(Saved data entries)
• • • • • • •

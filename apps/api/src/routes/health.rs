//! Liveness and database health.

use axum::extract::State;
use axum::http::StatusCode;
use serde::Serialize;
use warung_db::migrations::migration_status;

use crate::extract::AppJson;
use crate::state::AppState;

#[derive(Debug, Serialize)]
#[serde(rename_all = "camelCase")]
pub struct HealthBody {
    pub status: &'static str,
    pub database: &'static str,
    pub pending_migrations: usize,
}

/// `GET /health`: 200 when the database answers, 503 otherwise.
pub async fn health(State(state): State<AppState>) -> (StatusCode, AppJson<HealthBody>) {
    if !state.db.health_check().await {
        let body = HealthBody {
            status: "unavailable",
            database: "unreachable",
            pending_migrations: 0,
        };
        return (StatusCode::SERVICE_UNAVAILABLE, AppJson(body));
    }

    let pending = match migration_status(state.db.pool()).await {
        Ok((total, applied)) => total.saturating_sub(applied),
        Err(_) => 0,
    };

    let body = HealthBody {
        status: "ok",
        database: "connected",
        pending_migrations: pending,
    };
    (StatusCode::OK, AppJson(body))
}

• • • • • • •

■ **Activity**
Make a precise copy of the records in their entirety.

■ **Task output**
filename apps/api/src/routes/health.rs
//! Liveness and database health.

use axum::extract::State;
use axum::http::StatusCode;
use serde::Serialize;
use warung_db::migrations::migration_status;

use crate::extract::AppJson;
use crate::state::AppState;

#[derive(Debug, Serialize)]
#[serde(rename_all = "camelCase")]
pub struct HealthBody {
    pub status: &'static str,
    pub database: &'static str,
    pub pending_migrations: usize,
}

/// `GET /health`: 200 when the database answers, 503 otherwise.
pub async fn health(State(state): State<AppState>) -> (StatusCode, AppJson<HealthBody>) {
    if !state.db.health_check().await {
        let body = HealthBody {
            status: "unavailable",
            database: "unreachable",
            pending_migrations: 0,
        };
        return (StatusCode::SERVICE_UNAVAILABLE, AppJson(body));
    }

    let pending = match migration_status(state.db.pool()).await {
        Ok((total, applied)) => total.saturating_sub(applied),
        Err(_) => 0,
    };

    let body = HealthBody {
        status: "ok",
        database: "connected",
        pending_migrations: pending,
    };
    (StatusCode::OK, AppJson(body))
}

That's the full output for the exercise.